Die Mädchen und Jungen im Berliner Abnehmprogramm sollen vor allem durch die eigenen Erfolge motiviert werden. Bei stark übergewichtigen Kindern und Jugendlichen blieben diese oft aus, sagt Endré Puskas. Denn im Sportunterricht hätten sie Strategien entwickelt, um sich vor Hänseleien zu schützen. Wenn übergewichtige Kinder ihren Turnbeutel vergäßen oder sich vor der Stunde plötzlich krank fühlten, dann liege es oftmals nicht an Vergesslichkeit oder Faulheit. „Sie haben, überspitzt formuliert, gelernt zu überleben.“ Viele würden wegen ihrer Unsportlichkeit und ihres Gewichts gemobbt.
„Die Kinder fühlen sich zurückgesetzt und ausgegrenzt“, sagt Hans Hauner. Dieser Stress wirke sich wiederum auf ihr Essverhalten aus und könne dazu führen, dass sie weiter zunehmen. Bei Trauer, Frust oder Ablehnung verlangt der Körper nach Eis und Chips. Sogenanntes emotionales Essen wird damit zum Teufelskreis, der sich nur schwer durchbrechen lässt. In der Pandemie haben insbesondere diejenigen größere Probleme bekommen, bei denen schon vorher eine „Binge-Eating-Störung“ – Betroffene leiden unter regelrechten Essanfällen – diagnostiziert wurde.
Das zeigt eine Studie aus dem vergangenen Jahr von der Abteilung für Psychosomatische Medizin und Psychotherapie am Universitätsklinikum Tübingen. Demnach hat die Häufigkeit von Essattacken und allgemeinen Symptomen von Essstörungen bei ehemaligen Erkrankten im ersten Lockdown zugenommen.
Die Gruppe aus dem Schwimmbad hüpft am Eingang der Berliner Turnhalle auf und ab. Sie wollen vom Trainer wissen, was heute noch auf dem Programm steht. Die kleine Leyla spielt am liebsten Basketball.
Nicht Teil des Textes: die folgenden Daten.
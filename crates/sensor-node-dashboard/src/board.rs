//! Static board pin layout.
//!
//! The layout is fixed board metadata: pin numbers, silk-screen names and
//! pixel coordinates of each pin on the rendered board outline. It is
//! embedded into the dashboard page as a JSON literal.

use core::fmt::Write;

use serde::Serialize;

/// Capacity of the buffer the layout JSON is serialized into.
pub const LAYOUT_JSON_CAPACITY: usize = 2048;

/// Board edge a pin header sits on.
#[derive(Debug, Clone, Copy, PartialEq, Eq, Serialize)]
#[serde(rename_all = "lowercase")]
pub enum Side {
    Left,
    Right,
}

/// A single pin of the board layout.
#[derive(Debug, Clone, Copy, PartialEq, Eq, Serialize)]
pub struct PinDescriptor {
    pub pin: u8,
    pub name: &'static str,
    pub x: u16,
    pub y: u16,
    pub side: Side,
}

impl PinDescriptor {
    const fn left(pin: u8, name: &'static str, y: u16) -> Self {
        Self {
            pin,
            name,
            x: 15,
            y,
            side: Side::Left,
        }
    }

    const fn right(pin: u8, name: &'static str, y: u16) -> Self {
        Self {
            pin,
            name,
            x: 275,
            y,
            side: Side::Right,
        }
    }
}

/// Named board layout.
#[derive(Debug, Clone, Copy, Serialize)]
pub struct BoardLayout {
    pub name: &'static str,
    pub pins: &'static [PinDescriptor],
}

impl BoardLayout {
    /// Find the descriptor of a pin by its GPIO number.
    pub fn find(&self, pin: u8) -> Option<&PinDescriptor> {
        self.pins.iter().find(|descriptor| descriptor.pin == pin)
    }

    /// Serialize the layout as JSON into the writer.
    pub fn write_json(&self, out: &mut impl Write) -> core::fmt::Result {
        let mut buf = [0u8; LAYOUT_JSON_CAPACITY];
        let n = serde_json_core::to_slice(self, &mut buf).map_err(|_| core::fmt::Error)?;
        let json = core::str::from_utf8(&buf[..n]).map_err(|_| core::fmt::Error)?;
        out.write_str(json)
    }
}

/// ESP32-WROOM-32 devkit layout.
pub const ESP32_WROOM_32: BoardLayout = BoardLayout {
    name: "ESP32-WROOM-32",
    pins: &[
        PinDescriptor::left(36, "VP/A0", 60),
        PinDescriptor::left(39, "VN/A3", 75),
        PinDescriptor::left(34, "A6", 90),
        PinDescriptor::left(35, "A7", 105),
        PinDescriptor::left(32, "A4/T9", 120),
        PinDescriptor::left(33, "A5/T8", 135),
        PinDescriptor::left(25, "A18/DAC1", 150),
        PinDescriptor::left(26, "A19/DAC2", 165),
        PinDescriptor::left(27, "A17/T7", 180),
        PinDescriptor::left(14, "A16/T6", 195),
        PinDescriptor::left(12, "A15/T5", 210),
        PinDescriptor::left(13, "A14/T4", 225),
        PinDescriptor::right(2, "A12/T2/LED", 105),
        PinDescriptor::right(15, "A13/T3", 90),
        PinDescriptor::right(0, "BOOT", 120),
        PinDescriptor::right(4, "A10/T0", 135),
        PinDescriptor::right(16, "RX2", 150),
        PinDescriptor::right(17, "TX2", 165),
        PinDescriptor::right(5, "SS", 180),
        PinDescriptor::right(18, "SCK", 195),
        PinDescriptor::right(19, "MISO", 210),
        PinDescriptor::right(21, "SDA", 225),
        PinDescriptor::right(3, "RX0", 240),
        PinDescriptor::right(1, "TX0", 255),
        PinDescriptor::right(22, "SCL", 270),
        PinDescriptor::right(23, "MOSI", 285),
    ],
};

#[cfg(test)]
mod tests {
    use alloc::string::String;

    use super::*;

    #[test]
    fn layout_has_26_unique_pins() {
        let pins = ESP32_WROOM_32.pins;
        assert_eq!(pins.len(), 26);
        for (i, a) in pins.iter().enumerate() {
            assert!(
                pins[i + 1..].iter().all(|b| b.pin != a.pin),
                "pin {} is listed twice",
                a.pin
            );
        }
    }

    #[test]
    fn headers_share_a_column() {
        for descriptor in ESP32_WROOM_32.pins {
            match descriptor.side {
                Side::Left => assert_eq!(descriptor.x, 15),
                Side::Right => assert_eq!(descriptor.x, 275),
            }
        }
    }

    #[test]
    fn find_returns_led_pin() {
        let led = ESP32_WROOM_32.find(2).unwrap();
        assert_eq!(led.name, "A12/T2/LED");
        assert_eq!(led.side, Side::Right);
        assert!(ESP32_WROOM_32.find(6).is_none());
    }

    #[test]
    fn json_fits_buffer_and_uses_lowercase_sides() {
        let mut json = String::new();
        ESP32_WROOM_32.write_json(&mut json).unwrap();

        assert!(json.len() < LAYOUT_JSON_CAPACITY);
        assert!(json.starts_with(r#"{"name":"ESP32-WROOM-32","pins":["#));
        assert!(json.contains(r#"{"pin":36,"name":"VP/A0","x":15,"y":60,"side":"left"}"#));
        assert!(json.contains(r#"{"pin":23,"name":"MOSI","x":275,"y":285,"side":"right"}"#));
    }
}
Doch als sie hört, dass Fahrradfahren diesmal ausfällt, rutscht ihr ein enttäuschtes „Oh Mann“ raus. Puskas schmunzelt zufrieden. Vor ein paar Monaten wäre sie froh darüber gewesen.
*Um die Persönlichkeitsrechte des Kindes zu schützen, wurde der Name und Details von der Redaktion geändert.